Students stage sit-ins, walkouts at handful of Hillsboro schools
Students at four Hillsboro schools walked out of class on Friday, protesting anti-immigration policies by the U.S. government.
On Friday, Feb. 17, about 200 Liberty High School students participated in a sit-in in the school's commons. Across town, more than a dozen students marched out of class at South Meadows Middle School.
According to Beth Graser, students at South Meadows and Liberty, Glencoe and Hillsboro high schools staged protests on Friday as well.
Daniela Rodriguez, 14, who organized the South Meadows walkout, said young students are just as passionate about national politics as adults are.

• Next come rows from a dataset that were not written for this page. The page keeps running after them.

use crate::U256_E6;
use crate::error::{Error, MathError};
use crate::math::math_helpers::{mul_div, mul_div_rounding_up};
use crate::math::sqrt_price_math::{
    get_amount_0_delta_base, get_amount_1_delta_base, get_next_sqrt_price_from_input,
    get_next_sqrt_price_from_output,
};
use alloy_primitives::{I256, U256};

/// Fees are expressed in hundredths of a basis point.
pub const FEE_DENOMINATOR: u32 = 1_000_000;

/// Swaps within a single price range, from `sqrt_ratio_current_x96`
/// toward `sqrt_ratio_target_x96`, using at most `amount_remaining`.
///
/// The direction is implied by the two prices. A positive
/// `amount_remaining` is an exact input (fee included), a negative one an
/// exact output.
///
/// Returns `(sqrt_ratio_next_x96, amount_in, amount_out, fee_amount)`.
/// `amount_in` excludes the fee, and for exact input
/// `amount_in + fee_amount` never exceeds the amount remaining. When the
/// target is not reached, whatever input is left after the price move is
/// charged as fee.
pub fn compute_swap_step(
    sqrt_ratio_current_x96: U256,
    sqrt_ratio_target_x96: U256,
    liquidity: u128,
    amount_remaining: I256,
    fee_pips: u32,
) -> Result<(U256, U256, U256, U256), Error> {
    if fee_pips >= FEE_DENOMINATOR {
        return Err(MathError::OutOfBounds.into());
    }

    let zero_for_one = sqrt_ratio_current_x96 >= sqrt_ratio_target_x96;
    let exact_in = !amount_remaining.is_negative();
    let remaining_abs = amount_remaining.unsigned_abs();
    let fee_complement = U256::from(FEE_DENOMINATOR - fee_pips);

    let mut amount_in = U256::ZERO;
    let mut amount_out = U256::ZERO;

    let sqrt_ratio_next_x96 = if exact_in {
        let amount_remaining_less_fee = mul_div(remaining_abs, fee_complement, U256_E6)?;
        amount_in = if zero_for_one {
            get_amount_0_delta_base(
                sqrt_ratio_target_x96,
                sqrt_ratio_current_x96,
                liquidity,
                true,
            )?
        } else {
            get_amount_1_delta_base(
                sqrt_ratio_current_x96,
                sqrt_ratio_target_x96,
                liquidity,
                true,
            )?
        };

        if amount_remaining_less_fee >= amount_in {
            sqrt_ratio_target_x96
        } else {
            get_next_sqrt_price_from_input(
                sqrt_ratio_current_x96,
                liquidity,
                amount_remaining_less_fee,
                zero_for_one,
            )?
        }
    } else {
        amount_out = if zero_for_one {
            get_amount_1_delta_base(
                sqrt_ratio_target_x96,
                sqrt_ratio_current_x96,
                liquidity,
                false,
            )?
        } else {
            get_amount_0_delta_base(
                sqrt_ratio_current_x96,
                sqrt_ratio_target_x96,
                liquidity,
                false,
            )?
        };

        if remaining_abs >= amount_out {
            sqrt_ratio_target_x96
        } else {
            get_next_sqrt_price_from_output(
                sqrt_ratio_current_x96,
                liquidity,
                remaining_abs,
                zero_for_one,
            )?
        }
    };

    let max = sqrt_ratio_target_x96 == sqrt_ratio_next_x96;

    if zero_for_one {
        if !(max && exact_in) {
            amount_in = get_amount_0_delta_base(
                sqrt_ratio_next_x96,
                sqrt_ratio_current_x96,
                liquidity,
                true,
            )?;
        }
        if !(max && !exact_in) {
            amount_out = get_amount_1_delta_base(
                sqrt_ratio_next_x96,
                sqrt_ratio_current_x96,
                liquidity,
                false,
            )?;
        }
    } else {
        if !(max && exact_in) {
            amount_in = get_amount_1_delta_base(
                sqrt_ratio_current_x96,
                sqrt_ratio_next_x96,
                liquidity,
                true,
            )?;
        }
        if !(max && !exact_in) {
            amount_out = get_amount_0_delta_base(
                sqrt_ratio_current_x96,
                sqrt_ratio_next_x96,
                liquidity,
                false,
            )?;
        }
    }

    // exact output never pays out more than was asked for
    if !exact_in && amount_out > remaining_abs {
        amount_out = remaining_abs;
    }

    let fee_amount = if exact_in && sqrt_ratio_next_x96 != sqrt_ratio_target_x96 {
        remaining_abs
            .checked_sub(amount_in)
            .ok_or(MathError::Underflow)?
    } else {
        mul_div_rounding_up(amount_in, U256::from(fee_pips), fee_complement)?
    };

    Ok((sqrt_ratio_next_x96, amount_in, amount_out, fee_amount))
}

"All you hear are the voices of adults, but it's important to show that we have a voice, too, and we want to be heard," Rodriguez said.

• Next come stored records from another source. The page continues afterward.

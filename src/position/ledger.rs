use crate::error::{Error, MathError};
use crate::math::math_helpers::to_u128;
use crate::pool::Pool;
use crate::position::{Position, PositionKey};
use crate::{FastMap, FastSet};
use alloy_primitives::{Address, U256};
use tracing::debug;

/// Positions of a single pool together with operator approvals.
///
/// The ledger never holds tokens. Amounts returned by [`mint`](Self::mint)
/// are owed to the pool, amounts returned by [`collect`](Self::collect) are
/// owed to the owner; settling them is up to the caller.
#[derive(Debug, Clone, Default)]
pub struct PositionLedger {
    positions: FastMap<PositionKey, Position>,
    // (owner, operator)
    operators: FastSet<(Address, Address)>,
}

impl PositionLedger {
    pub fn new() -> Self {
        Self::default()
    }

    pub fn position(&self, key: &PositionKey) -> Option<&Position> {
        self.positions.get(key)
    }

    pub fn len(&self) -> usize {
        self.positions.len()
    }

    pub fn is_empty(&self) -> bool {
        self.positions.is_empty()
    }

    pub fn iter(&self) -> impl Iterator<Item = (&PositionKey, &Position)> {
        self.positions.iter()
    }

    /// Lets `operator` burn and collect on behalf of `owner`, or revokes it.
    pub fn set_approval_for_all(&mut self, owner: Address, operator: Address, approved: bool) {
        if approved {
            self.operators.insert((owner, operator));
        } else {
            self.operators.remove(&(owner, operator));
        }
        debug!(%owner, %operator, approved, "operator approval updated");
    }

    pub fn is_approved_or_owner(&self, caller: Address, owner: Address) -> bool {
        caller == owner || self.operators.contains(&(owner, caller))
    }

    fn authorize(&self, caller: Address, owner: Address) -> Result<(), Error> {
        if self.is_approved_or_owner(caller, owner) {
            Ok(())
        } else {
            Err(Error::Unauthorized { caller, owner })
        }
    }

    /// Adds `amount` of liquidity to `owner`'s position over the range and
    /// returns the token amounts the pool needs in exchange, rounded up.
    ///
    /// Anyone may mint on behalf of an owner.
    pub fn mint(
        &mut self,
        pool: &mut Pool,
        owner: Address,
        tick_lower: i32,
        tick_upper: i32,
        amount: u128,
    ) -> Result<(U256, U256), Error> {
        if amount == 0 {
            return Err(Error::InvalidLiquidityDelta);
        }
        let liquidity_delta = i128::try_from(amount).map_err(|_| Error::InvalidLiquidityDelta)?;

        let change = pool.prepare_liquidity_change(tick_lower, tick_upper, liquidity_delta)?;
        let key = PositionKey::new(owner, tick_lower, tick_upper);
        let mut position = self.positions.get(&key).cloned().unwrap_or_default();
        position.update(
            liquidity_delta,
            change.fee_growth_inside_0_x128,
            change.fee_growth_inside_1_x128,
        )?;

        let amount0 = change.amount0.unsigned_abs();
        let amount1 = change.amount1.unsigned_abs();

        pool.apply_liquidity_change(change)?;
        self.positions.insert(key, position);

        debug!(%owner, tick_lower, tick_upper, amount, %amount0, %amount1, "minted liquidity");
        Ok((amount0, amount1))
    }

    /// Removes `amount` of liquidity from a position. The released tokens,
    /// rounded down, are credited to the position's owed balance together
    /// with any fees accrued so far and are paid out by
    /// [`collect`](Self::collect).
    ///
    /// A zero `amount` only accrues fees.
    pub fn burn(
        &mut self,
        pool: &mut Pool,
        caller: Address,
        key: PositionKey,
        amount: u128,
    ) -> Result<(U256, U256), Error> {
        self.authorize(caller, key.owner)?;

        let available = self.positions.get(&key).map_or(0, |p| p.liquidity);
        if amount > available || available == 0 {
            return Err(Error::InsufficientPositionLiquidity {
                available,
                requested: amount,
            });
        }
        let mut position = self.positions.get(&key).cloned().unwrap_or_default();
        let liquidity_delta = i128::try_from(amount)
            .map(|amount| -amount)
            .map_err(|_| Error::InvalidLiquidityDelta)?;

        let change = pool.prepare_liquidity_change(key.tick_lower, key.tick_upper, liquidity_delta)?;
        position.update(
            liquidity_delta,
            change.fee_growth_inside_0_x128,
            change.fee_growth_inside_1_x128,
        )?;

        let amount0 = change.amount0.unsigned_abs();
        let amount1 = change.amount1.unsigned_abs();
        position.credit(to_u128(amount0)?, to_u128(amount1)?)?;

        pool.apply_liquidity_change(change)?;
        self.store(key, position);

        debug!(owner = %key.owner, %caller, tick_lower = key.tick_lower, tick_upper = key.tick_upper, amount, %amount0, %amount1, "burned liquidity");
        Ok((amount0, amount1))
    }

    /// Pays out up to the requested amounts from the position's owed
    /// balance. Fees earned since the last accrual are credited first.
    ///
    /// Collecting from a position that does not exist yields nothing.
    pub fn collect(
        &mut self,
        pool: &Pool,
        caller: Address,
        key: PositionKey,
        amount0_requested: u128,
        amount1_requested: u128,
    ) -> Result<(u128, u128), Error> {
        self.authorize(caller, key.owner)?;

        let Some(mut position) = self.positions.get(&key).cloned() else {
            return Ok((0, 0));
        };

        if position.liquidity > 0 {
            let (inside0, inside1) = pool.fee_growth_inside(key.tick_lower, key.tick_upper)?;
            position.update(0, inside0, inside1)?;
        }

        let amount0 = amount0_requested.min(position.tokens_owed_0);
        let amount1 = amount1_requested.min(position.tokens_owed_1);
        position.tokens_owed_0 -= amount0;
        position.tokens_owed_1 -= amount1;
        self.store(key, position);

        debug!(owner = %key.owner, %caller, tick_lower = key.tick_lower, tick_upper = key.tick_upper, amount0, amount1, "collected");
        Ok((amount0, amount1))
    }

    /// Owed balance including fees not yet accrued into the record.
    pub fn owed_fees(&self, pool: &Pool, key: &PositionKey) -> Result<(u128, u128), Error> {
        let Some(position) = self.positions.get(key) else {
            return Ok((0, 0));
        };
        let (pending0, pending1) = if position.liquidity > 0 {
            let (inside0, inside1) = pool.fee_growth_inside(key.tick_lower, key.tick_upper)?;
            position.pending_fees(inside0, inside1)?
        } else {
            (0, 0)
        };
        Ok((
            position
                .tokens_owed_0
                .checked_add(pending0)
                .ok_or(MathError::Overflow)?,
            position
                .tokens_owed_1
                .checked_add(pending1)
                .ok_or(MathError::Overflow)?,
        ))
    }

    fn store(&mut self, key: PositionKey, position: Position) {
        if position.is_empty() {
            self.positions.remove(&key);
        } else {
            self.positions.insert(key, position);
        }
    }
}
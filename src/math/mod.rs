pub mod bit_math;
pub mod liquidity_math;
pub mod math_helpers;
pub mod sqrt_price_math;
pub mod swap_math;
pub mod tick_bitmap;
pub mod tick_math;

At South Meadows, middle and high school students chanted and waved handmade signs at passing cars as parents picked up students.
Eighth-grade students Rodriguez and Lizbeth Chavez, 13, organized the South Meadows protest.
"We have been planning this for over a month," Chavez said.
Chavez said school administrators told the students that the protest wasn't necessary, as students in the school are protected by a state law which forbids district staff from working with immigration officials to deport undocumented students.
"They said that everyone is protected here, but students here don't know that they are protected," Chavez said. "We want students to know that we are here for them. They aren't alone. We've all been there, scared that our parents will be taken away from us."
Several protests have been held across the Portland area since President Donald Trump took office a month ago.
Earlier this month, Trump called for federal funding to be pulled from so-called "sanctuary cities" that protect undocumented immigrants.
The protests came the same day the Associated Press reported the Trump administration was considering using 100,000 National Guard troops as part of a national deportation force to remove undocumented immigrants from the country. That report was quickly denied by the White House.
At the Liberty High School sit-in, Superintendent Mike Scott met with students about their concerns.
According to Graser, schools alerted parents whose children left class, and students were marked as absent.
"Because they remained on school grounds, I don't believe they will face disciplinary action," Graser said.
Chavez, who stayed home from school on Thursday as part of a national boycott called the "Day without Immigrants," said it was important for people of all ages to stand up for what they believe in.
"We want our teachers to know what we're trying to stand for, and what we are trying to tell everybody."
Graser said the district works to ensure that students are able to express their First Amendment right to protest, while maintaining a functional school day.
"We understand students' frustration and concern about the federal stance on immigration and what that might mean for themselves and their family members," Graser told The Tribune on Friday. "We also have an obligation to educate all students.
"Our hope is that we can collaborate with students to ensure they have the information and support they need to feel safe and ready to learn, and that advocacy activities can take place outside of school hours."